Eve paused for a moment, and then she sighed and said, ‘I suppose I always guessed she would.’
‘Do you know?’
‘Linda never told me. She was in Italy, and I was in England. Too far away. She never said a word until Saffy was born.’
‘But she was your sister!’
‘I know. And we always shared everything when we were growing up. But it was different when she went away.’
‘Did you quarrel?’
‘No, no, no! I missed her very much. I still do. I always will. But you don’t know how difficult it is, Rose, to stay a part of someone’s life when they are suddenly far away.’
‘Yes I do!’ said Rose at once. ‘Daddy went away. And Caddy goes off for weeks and weeks to university. And now Tom.’
‘I suppose you do know then,’ agreed Eve. ‘So you can understand how it was for Linda and me. Now then! Hospital! I’ve finished my rude nudes for the oldies, thank goodness! Back to the children’s ward today! Much more cheerful! I keep thinking of new pictures for them. What are you going to do with yourself, Rose?’
‘Can I draw on the wall by the stairs?’
Eve said of course she could, gave her a handful of crayons and charcoal to experiment with, kissed the top of her head, and left for the hospital. Rose sat on the bottom stair and on
the wall beside drew a little ship sailing through a starry night towards a beach. She used a blue crayon for the ship, and the charcoal for the silky shadows on the sails, and the silky ripples on the sea. Then she hitched herself up a stair higher, found a red crayon instead of blue, and began to draw Lancelot getting out of his window.

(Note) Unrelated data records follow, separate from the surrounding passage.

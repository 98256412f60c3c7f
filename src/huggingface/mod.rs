pub mod api_types;
pub mod client;
pub mod error;

pub use client::{DEFAULT_HUB_ENDPOINT, HubClient, HubListRequest};
/// Classification of Hub API failures
#[derive(Debug, Clone, PartialEq)]
pub enum HubApiError {
    /// The request never produced a response (connect, TLS, timeout)
    Transport(String),
    /// The Hub answered with a non-success status
    Status { status: u16, message: String },
    /// The body did not match the expected record shape
    Decode(String),
}

impl HubApiError {
    /// Convert reqwest error to the matching category
    pub fn from_reqwest_error(error: reqwest::Error) -> Self {
        tracing::debug!("Raw reqwest error: {:?}", error);

        if let Some(status) = error.status() {
            Self::Status {
                status: status.as_u16(),
                message: error.to_string(),
            }
        } else if error.is_decode() {
            Self::Decode(error.to_string())
        } else if error.is_timeout() {
            Self::Transport(format!("Request timed out: {}", error))
        } else {
            Self::Transport(error.to_string())
        }
    }
}

impl std::fmt::Display for HubApiError {
    fn fmt(&self, f: &mut std::fmt::Formatter<'_>) -> std::fmt::Result {
        match self {
            Self::Transport(msg) => write!(f, "Transport error: {}", msg),
            Self::Status { status, message } => {
                write!(f, "Hub API error - Status: {}, Message: {}", status, message)
            }
            Self::Decode(msg) => write!(f, "Malformed response: {}", msg),
        }
    }
}

impl std::error::Error for HubApiError {}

Rose was the real artist of the Casson family. More than Eve, who really preferred sleeping to Art. More than Bill, who had his own studio in London, exhibitions in all sorts of expensive and exclusive places, and his own website where anyone who wanted could admire samples of his Art and read for free his modest remarks on inspiration, respect, and the importance of not being swept away by public acclaim.
Rose drew and painted the way other people daydream. She did not need an audience, and she did not care very much what anyone thought. She was very much in everyone’s way drawing on the stairs, but her family all stepped around her without too much fuss. They knew she did not like drawing on paper.
The stairs were a very good place for waylaying people. Rose waylaid Saffron, who told her how to make iced tea, a skill which she had learned from Sarah’s mother, and supervised while Rose did it in an ordinary glass jug with no special equipment at all.
‘You have to remember to take the tea bags out,’ she told her, ‘and you need to put in a tiny bit of sugar or else it tastes of leather. And it’s better with lemon slices. Then you just put it in the fridge until it’s really cold. That’s it! You can go back to your stair! Want to come to Sarah’s with me for lunch? Sarah’s mother said we could.’
‘Yes please, but not now.’
‘Later then.’
Caddy was the next person to be stopped by Rose. She fell right over her, which she admitted at once was her own fault for not looking where she was going. Caddy had found her old address book, and was looking up past boyfriends.
‘They must have been OK,’ she said, rubbing her shins and sitting down to chat. ‘Or else why would I have kept their names? But I can’t seem to remember so many of them! Who on earth was J Hamster?’
‘He was ages ago,’ said Rose at once. ‘His name was Jeff and he gave you a hamster. So Indy and Saffron and me used to call him J Hamster. Don’t you remember?’